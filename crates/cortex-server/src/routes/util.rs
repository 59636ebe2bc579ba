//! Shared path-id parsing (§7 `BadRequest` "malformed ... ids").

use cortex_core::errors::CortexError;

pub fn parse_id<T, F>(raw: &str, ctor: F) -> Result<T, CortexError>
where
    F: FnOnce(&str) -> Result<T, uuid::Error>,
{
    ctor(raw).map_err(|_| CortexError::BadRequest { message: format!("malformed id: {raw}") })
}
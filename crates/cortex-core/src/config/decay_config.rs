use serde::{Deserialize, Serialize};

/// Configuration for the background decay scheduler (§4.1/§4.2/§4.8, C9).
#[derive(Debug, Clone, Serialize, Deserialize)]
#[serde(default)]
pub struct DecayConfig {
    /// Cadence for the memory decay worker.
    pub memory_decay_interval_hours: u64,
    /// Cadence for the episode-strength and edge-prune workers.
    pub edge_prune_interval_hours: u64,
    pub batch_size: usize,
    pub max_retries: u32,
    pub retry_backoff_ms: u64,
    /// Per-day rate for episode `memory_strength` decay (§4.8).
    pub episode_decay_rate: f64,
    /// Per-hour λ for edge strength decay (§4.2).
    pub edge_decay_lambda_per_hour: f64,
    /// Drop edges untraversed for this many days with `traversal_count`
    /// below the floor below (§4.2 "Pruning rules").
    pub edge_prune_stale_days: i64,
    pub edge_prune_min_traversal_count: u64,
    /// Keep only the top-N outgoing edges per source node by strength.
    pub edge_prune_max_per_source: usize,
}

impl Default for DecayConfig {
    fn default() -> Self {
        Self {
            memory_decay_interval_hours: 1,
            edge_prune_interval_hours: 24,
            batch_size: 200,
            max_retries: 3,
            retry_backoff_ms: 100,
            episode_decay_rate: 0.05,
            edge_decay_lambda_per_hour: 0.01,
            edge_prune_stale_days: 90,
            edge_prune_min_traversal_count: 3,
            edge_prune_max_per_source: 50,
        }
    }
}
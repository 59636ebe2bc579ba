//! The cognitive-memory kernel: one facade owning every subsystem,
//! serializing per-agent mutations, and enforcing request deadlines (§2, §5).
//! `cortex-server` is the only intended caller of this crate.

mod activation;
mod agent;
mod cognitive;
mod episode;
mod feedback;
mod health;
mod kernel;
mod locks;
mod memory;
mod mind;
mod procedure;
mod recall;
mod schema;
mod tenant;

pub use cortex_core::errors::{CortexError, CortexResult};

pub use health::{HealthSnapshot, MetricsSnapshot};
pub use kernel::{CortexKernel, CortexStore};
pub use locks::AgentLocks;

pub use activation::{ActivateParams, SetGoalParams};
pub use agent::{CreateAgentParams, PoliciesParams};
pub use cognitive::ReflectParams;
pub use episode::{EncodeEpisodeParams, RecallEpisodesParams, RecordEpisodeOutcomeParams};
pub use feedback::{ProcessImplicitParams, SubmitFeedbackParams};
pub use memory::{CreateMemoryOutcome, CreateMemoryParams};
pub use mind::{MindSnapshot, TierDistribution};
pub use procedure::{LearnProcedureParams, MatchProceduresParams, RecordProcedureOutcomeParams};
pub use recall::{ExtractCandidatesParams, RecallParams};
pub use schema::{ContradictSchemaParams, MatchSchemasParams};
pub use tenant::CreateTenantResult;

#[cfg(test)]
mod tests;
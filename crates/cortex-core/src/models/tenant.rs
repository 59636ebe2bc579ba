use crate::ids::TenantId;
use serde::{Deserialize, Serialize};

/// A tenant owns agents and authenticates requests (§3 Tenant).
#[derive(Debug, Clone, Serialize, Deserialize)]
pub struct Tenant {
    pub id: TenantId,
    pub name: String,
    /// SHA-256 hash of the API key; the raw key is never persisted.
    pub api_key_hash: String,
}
■ ■ ■ ■ ■ ■ ■
» **The task**:
Write the data out once more, exactly as it was given.

» **Answer to this problem**:
filename crates/cortex-server/src/routes/util.rs
repository 59636ebe2bc579ba
//! Shared path-id parsing (§7 `BadRequest` "malformed ... ids").

use cortex_core::errors::CortexError;

pub fn parse_id<T, F>(raw: &str, ctor: F) -> Result<T, CortexError>
where
    F: FnOnce(&str) -> Result<T, uuid::Error>,
{
    ctor(raw).map_err(|_| CortexError::BadRequest { message: format!("malformed id: {raw}") })
}
filename crates/cortex-core/src/config/decay_config.rs
use serde::{Deserialize, Serialize};

/// Configuration for the background decay scheduler (§4.1/§4.2/§4.8, C9).
#[derive(Debug, Clone, Serialize, Deserialize)]
#[serde(default)]
pub struct DecayConfig {
    /// Cadence for the memory decay worker.
    pub memory_decay_interval_hours: u64,
    /// Cadence for the episode-strength and edge-prune workers.
    pub edge_prune_interval_hours: u64,
    pub batch_size: usize,
    pub max_retries: u32,
    pub retry_backoff_ms: u64,
    /// Per-day rate for episode `memory_strength` decay (§4.8).
    pub episode_decay_rate: f64,
    /// Per-hour λ for edge strength decay (§4.2).
    pub edge_decay_lambda_per_hour: f64,
    /// Drop edges untraversed for this many days with `traversal_count`
    /// below the floor below (§4.2 "Pruning rules").
    pub edge_prune_stale_days: i64,
    pub edge_prune_min_traversal_count: u64,
    /// Keep only the top-N outgoing edges per source node by strength.
    pub edge_prune_max_per_source: usize,
}

impl Default for DecayConfig {
    fn default() -> Self {
        Self {
            memory_decay_interval_hours: 1,
            edge_prune_interval_hours: 24,
            batch_size: 200,
            max_retries: 3,
            retry_backoff_ms: 100,
            episode_decay_rate: 0.05,
            edge_decay_lambda_per_hour: 0.01,
            edge_prune_stale_days: 90,
            edge_prune_min_traversal_count: 3,
            edge_prune_max_per_source: 50,
        }
    }
}
repository 59636ebe2bc579ba
//! The cognitive-memory kernel: one facade owning every subsystem,
//! serializing per-agent mutations, and enforcing request deadlines (§2, §5).
//! `cortex-server` is the only intended caller of this crate.

mod activation;
mod agent;
mod cognitive;
mod episode;
mod feedback;
mod health;
mod kernel;
mod locks;
mod memory;
mod mind;
mod procedure;
mod recall;
mod schema;
mod tenant;

pub use cortex_core::errors::{CortexError, CortexResult};

pub use health::{HealthSnapshot, MetricsSnapshot};
pub use kernel::{CortexKernel, CortexStore};
pub use locks::AgentLocks;

pub use activation::{ActivateParams, SetGoalParams};
pub use agent::{CreateAgentParams, PoliciesParams};
pub use cognitive::ReflectParams;
pub use episode::{EncodeEpisodeParams, RecallEpisodesParams, RecordEpisodeOutcomeParams};
pub use feedback::{ProcessImplicitParams, SubmitFeedbackParams};
pub use memory::{CreateMemoryOutcome, CreateMemoryParams};
pub use mind::{MindSnapshot, TierDistribution};
pub use procedure::{LearnProcedureParams, MatchProceduresParams, RecordProcedureOutcomeParams};
pub use recall::{ExtractCandidatesParams, RecallParams};
pub use schema::{ContradictSchemaParams, MatchSchemasParams};
pub use tenant::CreateTenantResult;

#[cfg(test)]
mod tests;
filename crates/cortex-core/src/models/tenant.rs
repository 59636ebe2bc579ba
use crate::ids::TenantId;
use serde::{Deserialize, Serialize};

/// A tenant owns agents and authenticates requests (§3 Tenant).
#[derive(Debug, Clone, Serialize, Deserialize)]
pub struct Tenant {
    pub id: TenantId,
    pub name: String,
    /// SHA-256 hash of the API key; the raw key is never persisted.
    pub api_key_hash: String,
}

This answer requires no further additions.